List every line below containing "Copy".

Content starts

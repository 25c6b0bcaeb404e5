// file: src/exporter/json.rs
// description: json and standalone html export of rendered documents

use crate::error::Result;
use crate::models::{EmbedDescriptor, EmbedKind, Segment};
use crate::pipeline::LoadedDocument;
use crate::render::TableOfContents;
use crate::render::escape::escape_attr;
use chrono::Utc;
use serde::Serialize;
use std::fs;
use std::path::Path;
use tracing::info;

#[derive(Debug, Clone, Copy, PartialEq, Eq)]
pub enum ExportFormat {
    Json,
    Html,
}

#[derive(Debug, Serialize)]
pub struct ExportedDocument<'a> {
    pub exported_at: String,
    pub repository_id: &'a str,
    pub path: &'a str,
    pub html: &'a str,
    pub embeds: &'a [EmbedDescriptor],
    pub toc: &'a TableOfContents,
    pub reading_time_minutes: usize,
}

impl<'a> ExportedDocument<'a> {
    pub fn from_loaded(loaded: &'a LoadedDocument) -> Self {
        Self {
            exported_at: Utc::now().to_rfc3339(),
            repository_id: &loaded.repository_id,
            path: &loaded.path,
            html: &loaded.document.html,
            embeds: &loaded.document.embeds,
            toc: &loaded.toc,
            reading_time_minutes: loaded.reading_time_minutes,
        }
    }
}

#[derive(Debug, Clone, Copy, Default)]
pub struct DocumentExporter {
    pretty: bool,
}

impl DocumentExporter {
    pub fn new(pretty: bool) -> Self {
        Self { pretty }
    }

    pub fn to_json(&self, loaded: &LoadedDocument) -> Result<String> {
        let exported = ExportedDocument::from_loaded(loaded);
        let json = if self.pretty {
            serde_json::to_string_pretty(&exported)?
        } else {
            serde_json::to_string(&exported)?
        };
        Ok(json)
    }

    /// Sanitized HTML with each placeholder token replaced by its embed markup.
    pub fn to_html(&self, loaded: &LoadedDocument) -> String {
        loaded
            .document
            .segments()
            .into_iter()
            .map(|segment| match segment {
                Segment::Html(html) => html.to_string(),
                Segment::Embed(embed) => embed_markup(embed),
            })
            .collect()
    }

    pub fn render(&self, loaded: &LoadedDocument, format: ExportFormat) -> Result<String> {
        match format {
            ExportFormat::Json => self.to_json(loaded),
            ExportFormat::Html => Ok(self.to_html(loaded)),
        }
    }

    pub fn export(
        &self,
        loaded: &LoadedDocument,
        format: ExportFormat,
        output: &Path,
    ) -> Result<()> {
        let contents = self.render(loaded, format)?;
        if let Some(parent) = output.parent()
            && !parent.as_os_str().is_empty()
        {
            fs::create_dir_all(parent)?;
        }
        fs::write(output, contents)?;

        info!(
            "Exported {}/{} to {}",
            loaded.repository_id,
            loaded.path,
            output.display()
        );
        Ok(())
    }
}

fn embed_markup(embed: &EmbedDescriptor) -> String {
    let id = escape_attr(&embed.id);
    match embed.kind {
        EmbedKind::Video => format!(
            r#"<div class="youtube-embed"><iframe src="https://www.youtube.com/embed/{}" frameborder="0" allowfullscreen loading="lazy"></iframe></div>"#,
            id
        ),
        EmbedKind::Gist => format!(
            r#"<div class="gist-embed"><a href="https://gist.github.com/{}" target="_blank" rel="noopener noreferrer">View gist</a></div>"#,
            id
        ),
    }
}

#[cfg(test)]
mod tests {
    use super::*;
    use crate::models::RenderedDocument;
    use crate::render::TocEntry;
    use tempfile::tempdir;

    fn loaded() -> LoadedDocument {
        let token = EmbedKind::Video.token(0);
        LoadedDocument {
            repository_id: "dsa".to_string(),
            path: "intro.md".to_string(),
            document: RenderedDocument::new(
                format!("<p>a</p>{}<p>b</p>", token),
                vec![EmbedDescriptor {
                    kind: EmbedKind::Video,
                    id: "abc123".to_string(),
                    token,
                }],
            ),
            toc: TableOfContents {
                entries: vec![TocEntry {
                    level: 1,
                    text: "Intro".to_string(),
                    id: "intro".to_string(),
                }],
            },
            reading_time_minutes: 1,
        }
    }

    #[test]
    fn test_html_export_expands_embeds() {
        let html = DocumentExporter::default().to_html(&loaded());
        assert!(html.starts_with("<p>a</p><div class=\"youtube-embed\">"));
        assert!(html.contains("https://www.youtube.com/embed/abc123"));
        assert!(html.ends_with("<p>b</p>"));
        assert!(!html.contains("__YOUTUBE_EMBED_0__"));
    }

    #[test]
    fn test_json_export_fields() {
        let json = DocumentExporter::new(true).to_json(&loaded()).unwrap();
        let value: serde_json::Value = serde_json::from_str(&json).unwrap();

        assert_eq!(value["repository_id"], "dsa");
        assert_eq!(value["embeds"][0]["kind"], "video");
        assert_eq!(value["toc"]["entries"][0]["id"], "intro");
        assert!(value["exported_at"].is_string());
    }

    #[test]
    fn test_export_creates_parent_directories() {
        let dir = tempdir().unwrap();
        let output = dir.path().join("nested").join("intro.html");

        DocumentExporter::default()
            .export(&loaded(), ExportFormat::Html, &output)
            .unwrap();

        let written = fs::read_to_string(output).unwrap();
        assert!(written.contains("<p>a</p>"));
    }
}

Content ends

- [Task output]
#[derive(Debug, Clone, Copy, PartialEq, Eq)]
#[derive(Debug, Clone, Copy, Default)]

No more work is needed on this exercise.